*** DATA FOR REVIEW ***
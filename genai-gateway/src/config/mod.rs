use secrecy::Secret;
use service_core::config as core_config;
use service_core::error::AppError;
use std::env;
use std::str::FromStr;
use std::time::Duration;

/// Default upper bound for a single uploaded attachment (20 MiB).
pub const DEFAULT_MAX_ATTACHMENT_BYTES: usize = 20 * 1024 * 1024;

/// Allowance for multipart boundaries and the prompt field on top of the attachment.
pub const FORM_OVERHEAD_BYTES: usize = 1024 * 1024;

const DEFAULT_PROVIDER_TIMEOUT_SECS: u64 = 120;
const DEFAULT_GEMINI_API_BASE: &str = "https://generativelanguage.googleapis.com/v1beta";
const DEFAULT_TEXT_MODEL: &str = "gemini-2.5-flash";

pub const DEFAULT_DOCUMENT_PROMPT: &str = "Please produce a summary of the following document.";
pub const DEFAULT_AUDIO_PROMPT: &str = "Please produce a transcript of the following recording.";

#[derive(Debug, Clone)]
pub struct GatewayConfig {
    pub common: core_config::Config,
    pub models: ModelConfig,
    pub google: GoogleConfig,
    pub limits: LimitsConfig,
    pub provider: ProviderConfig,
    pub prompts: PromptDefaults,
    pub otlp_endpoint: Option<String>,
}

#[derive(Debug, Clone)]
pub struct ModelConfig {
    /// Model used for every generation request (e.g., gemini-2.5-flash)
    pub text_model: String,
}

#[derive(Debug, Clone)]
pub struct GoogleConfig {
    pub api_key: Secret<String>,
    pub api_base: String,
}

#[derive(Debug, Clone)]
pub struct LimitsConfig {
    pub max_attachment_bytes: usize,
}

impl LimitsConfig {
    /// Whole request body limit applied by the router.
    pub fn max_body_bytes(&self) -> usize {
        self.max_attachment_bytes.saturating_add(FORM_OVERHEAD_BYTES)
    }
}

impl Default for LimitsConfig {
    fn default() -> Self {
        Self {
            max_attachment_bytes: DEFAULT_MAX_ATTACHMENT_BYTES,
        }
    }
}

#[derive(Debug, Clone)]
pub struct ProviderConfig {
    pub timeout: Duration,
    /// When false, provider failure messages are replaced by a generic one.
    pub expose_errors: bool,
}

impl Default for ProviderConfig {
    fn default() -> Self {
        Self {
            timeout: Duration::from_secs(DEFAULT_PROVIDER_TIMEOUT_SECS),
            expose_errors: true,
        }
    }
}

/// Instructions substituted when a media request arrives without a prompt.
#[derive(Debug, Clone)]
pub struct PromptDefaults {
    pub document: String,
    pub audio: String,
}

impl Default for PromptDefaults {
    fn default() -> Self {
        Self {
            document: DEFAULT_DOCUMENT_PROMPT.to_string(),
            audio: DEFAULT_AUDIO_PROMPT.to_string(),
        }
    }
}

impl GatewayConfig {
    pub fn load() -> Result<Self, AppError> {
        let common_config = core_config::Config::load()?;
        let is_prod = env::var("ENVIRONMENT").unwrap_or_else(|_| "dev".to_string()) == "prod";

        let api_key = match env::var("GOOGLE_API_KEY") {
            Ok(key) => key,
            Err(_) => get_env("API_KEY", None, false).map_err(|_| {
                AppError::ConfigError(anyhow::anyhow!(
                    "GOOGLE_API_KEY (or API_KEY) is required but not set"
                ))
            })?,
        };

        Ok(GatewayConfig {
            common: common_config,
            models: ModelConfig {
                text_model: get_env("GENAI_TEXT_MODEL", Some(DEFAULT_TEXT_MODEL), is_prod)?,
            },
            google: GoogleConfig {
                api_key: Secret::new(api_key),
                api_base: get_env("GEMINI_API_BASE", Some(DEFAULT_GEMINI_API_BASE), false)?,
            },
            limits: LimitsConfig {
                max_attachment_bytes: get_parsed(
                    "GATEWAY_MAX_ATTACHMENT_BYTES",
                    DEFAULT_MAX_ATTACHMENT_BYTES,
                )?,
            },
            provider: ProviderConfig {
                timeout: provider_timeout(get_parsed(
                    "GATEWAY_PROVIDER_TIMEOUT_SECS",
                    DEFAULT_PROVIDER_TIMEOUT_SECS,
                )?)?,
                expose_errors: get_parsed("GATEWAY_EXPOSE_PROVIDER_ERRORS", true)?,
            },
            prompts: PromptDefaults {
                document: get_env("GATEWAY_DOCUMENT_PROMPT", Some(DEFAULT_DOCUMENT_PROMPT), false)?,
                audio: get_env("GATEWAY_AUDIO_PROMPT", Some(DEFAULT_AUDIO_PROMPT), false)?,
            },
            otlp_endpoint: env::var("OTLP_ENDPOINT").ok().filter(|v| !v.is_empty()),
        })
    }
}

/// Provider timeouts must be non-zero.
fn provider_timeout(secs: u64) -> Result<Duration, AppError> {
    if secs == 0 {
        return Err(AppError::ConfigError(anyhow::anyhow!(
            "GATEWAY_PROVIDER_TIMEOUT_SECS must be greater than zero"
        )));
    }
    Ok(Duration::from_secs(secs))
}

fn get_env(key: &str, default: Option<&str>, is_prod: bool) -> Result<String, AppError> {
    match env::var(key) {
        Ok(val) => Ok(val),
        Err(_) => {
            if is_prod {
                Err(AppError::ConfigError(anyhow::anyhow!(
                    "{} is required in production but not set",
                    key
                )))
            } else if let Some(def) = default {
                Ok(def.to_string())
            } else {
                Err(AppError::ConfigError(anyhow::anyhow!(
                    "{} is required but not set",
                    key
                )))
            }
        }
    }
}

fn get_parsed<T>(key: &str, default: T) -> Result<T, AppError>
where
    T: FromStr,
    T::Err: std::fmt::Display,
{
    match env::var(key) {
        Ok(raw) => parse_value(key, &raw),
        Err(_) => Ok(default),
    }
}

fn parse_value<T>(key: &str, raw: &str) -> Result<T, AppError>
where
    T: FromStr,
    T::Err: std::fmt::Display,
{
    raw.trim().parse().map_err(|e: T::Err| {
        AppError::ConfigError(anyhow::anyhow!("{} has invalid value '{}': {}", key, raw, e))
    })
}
*** End of DATA FOR REVIEW ***
TASK STATEMENT:
The entries above must be returned in full, exactly as shown.

EXPECTED ANSWER:
filename genai-gateway/src/config/mod.rs
use secrecy::Secret;
use service_core::config as core_config;
use service_core::error::AppError;
use std::env;
use std::str::FromStr;
use std::time::Duration;

/// Default upper bound for a single uploaded attachment (20 MiB).
pub const DEFAULT_MAX_ATTACHMENT_BYTES: usize = 20 * 1024 * 1024;

/// Allowance for multipart boundaries and the prompt field on top of the attachment.
pub const FORM_OVERHEAD_BYTES: usize = 1024 * 1024;

const DEFAULT_PROVIDER_TIMEOUT_SECS: u64 = 120;
const DEFAULT_GEMINI_API_BASE: &str = "https://generativelanguage.googleapis.com/v1beta";
const DEFAULT_TEXT_MODEL: &str = "gemini-2.5-flash";

pub const DEFAULT_DOCUMENT_PROMPT: &str = "Please produce a summary of the following document.";
pub const DEFAULT_AUDIO_PROMPT: &str = "Please produce a transcript of the following recording.";

#[derive(Debug, Clone)]
pub struct GatewayConfig {
    pub common: core_config::Config,
    pub models: ModelConfig,
    pub google: GoogleConfig,
    pub limits: LimitsConfig,
    pub provider: ProviderConfig,
    pub prompts: PromptDefaults,
    pub otlp_endpoint: Option<String>,
}

#[derive(Debug, Clone)]
pub struct ModelConfig {
    /// Model used for every generation request (e.g., gemini-2.5-flash)
    pub text_model: String,
}

#[derive(Debug, Clone)]
pub struct GoogleConfig {
    pub api_key: Secret<String>,
    pub api_base: String,
}

#[derive(Debug, Clone)]
pub struct LimitsConfig {
    pub max_attachment_bytes: usize,
}

impl LimitsConfig {
    /// Whole request body limit applied by the router.
    pub fn max_body_bytes(&self) -> usize {
        self.max_attachment_bytes.saturating_add(FORM_OVERHEAD_BYTES)
    }
}

impl Default for LimitsConfig {
    fn default() -> Self {
        Self {
            max_attachment_bytes: DEFAULT_MAX_ATTACHMENT_BYTES,
        }
    }
}

#[derive(Debug, Clone)]
pub struct ProviderConfig {
    pub timeout: Duration,
    /// When false, provider failure messages are replaced by a generic one.
    pub expose_errors: bool,
}

impl Default for ProviderConfig {
    fn default() -> Self {
        Self {
            timeout: Duration::from_secs(DEFAULT_PROVIDER_TIMEOUT_SECS),
            expose_errors: true,
        }
    }
}

/// Instructions substituted when a media request arrives without a prompt.
#[derive(Debug, Clone)]
pub struct PromptDefaults {
    pub document: String,
    pub audio: String,
}

impl Default for PromptDefaults {
    fn default() -> Self {
        Self {
            document: DEFAULT_DOCUMENT_PROMPT.to_string(),
            audio: DEFAULT_AUDIO_PROMPT.to_string(),
        }
    }
}

impl GatewayConfig {
    pub fn load() -> Result<Self, AppError> {
        let common_config = core_config::Config::load()?;
        let is_prod = env::var("ENVIRONMENT").unwrap_or_else(|_| "dev".to_string()) == "prod";

        let api_key = match env::var("GOOGLE_API_KEY") {
            Ok(key) => key,
            Err(_) => get_env("API_KEY", None, false).map_err(|_| {
                AppError::ConfigError(anyhow::anyhow!(
                    "GOOGLE_API_KEY (or API_KEY) is required but not set"
                ))
            })?,
        };

        Ok(GatewayConfig {
            common: common_config,
            models: ModelConfig {
                text_model: get_env("GENAI_TEXT_MODEL", Some(DEFAULT_TEXT_MODEL), is_prod)?,
            },
            google: GoogleConfig {
                api_key: Secret::new(api_key),
                api_base: get_env("GEMINI_API_BASE", Some(DEFAULT_GEMINI_API_BASE), false)?,
            },
            limits: LimitsConfig {
                max_attachment_bytes: get_parsed(
                    "GATEWAY_MAX_ATTACHMENT_BYTES",
                    DEFAULT_MAX_ATTACHMENT_BYTES,
                )?,
            },
            provider: ProviderConfig {
                timeout: provider_timeout(get_parsed(
                    "GATEWAY_PROVIDER_TIMEOUT_SECS",
                    DEFAULT_PROVIDER_TIMEOUT_SECS,
                )?)?,
                expose_errors: get_parsed("GATEWAY_EXPOSE_PROVIDER_ERRORS", true)?,
            },
            prompts: PromptDefaults {
                document: get_env("GATEWAY_DOCUMENT_PROMPT", Some(DEFAULT_DOCUMENT_PROMPT), false)?,
                audio: get_env("GATEWAY_AUDIO_PROMPT", Some(DEFAULT_AUDIO_PROMPT), false)?,
            },
            otlp_endpoint: env::var("OTLP_ENDPOINT").ok().filter(|v| !v.is_empty()),
        })
    }
}

/// Provider timeouts must be non-zero.
fn provider_timeout(secs: u64) -> Result<Duration, AppError> {
    if secs == 0 {
        return Err(AppError::ConfigError(anyhow::anyhow!(
            "GATEWAY_PROVIDER_TIMEOUT_SECS must be greater than zero"
        )));
    }
    Ok(Duration::from_secs(secs))
}

fn get_env(key: &str, default: Option<&str>, is_prod: bool) -> Result<String, AppError> {
    match env::var(key) {
        Ok(val) => Ok(val),
        Err(_) => {
            if is_prod {
                Err(AppError::ConfigError(anyhow::anyhow!(
                    "{} is required in production but not set",
                    key
                )))
            } else if let Some(def) = default {
                Ok(def.to_string())
            } else {
                Err(AppError::ConfigError(anyhow::anyhow!(
                    "{} is required but not set",
                    key
                )))
            }
        }
    }
}

fn get_parsed<T>(key: &str, default: T) -> Result<T, AppError>
where
    T: FromStr,
    T::Err: std::fmt::Display,
{
    match env::var(key) {
        Ok(raw) => parse_value(key, &raw),
        Err(_) => Ok(default),
    }
}

fn parse_value<T>(key: &str, raw: &str) -> Result<T, AppError>
where
    T: FromStr,
    T::Err: std::fmt::Display,
{
    raw.trim().parse().map_err(|e: T::Err| {
        AppError::ConfigError(anyhow::anyhow!("{} has invalid value '{}': {}", key, raw, e))
    })
}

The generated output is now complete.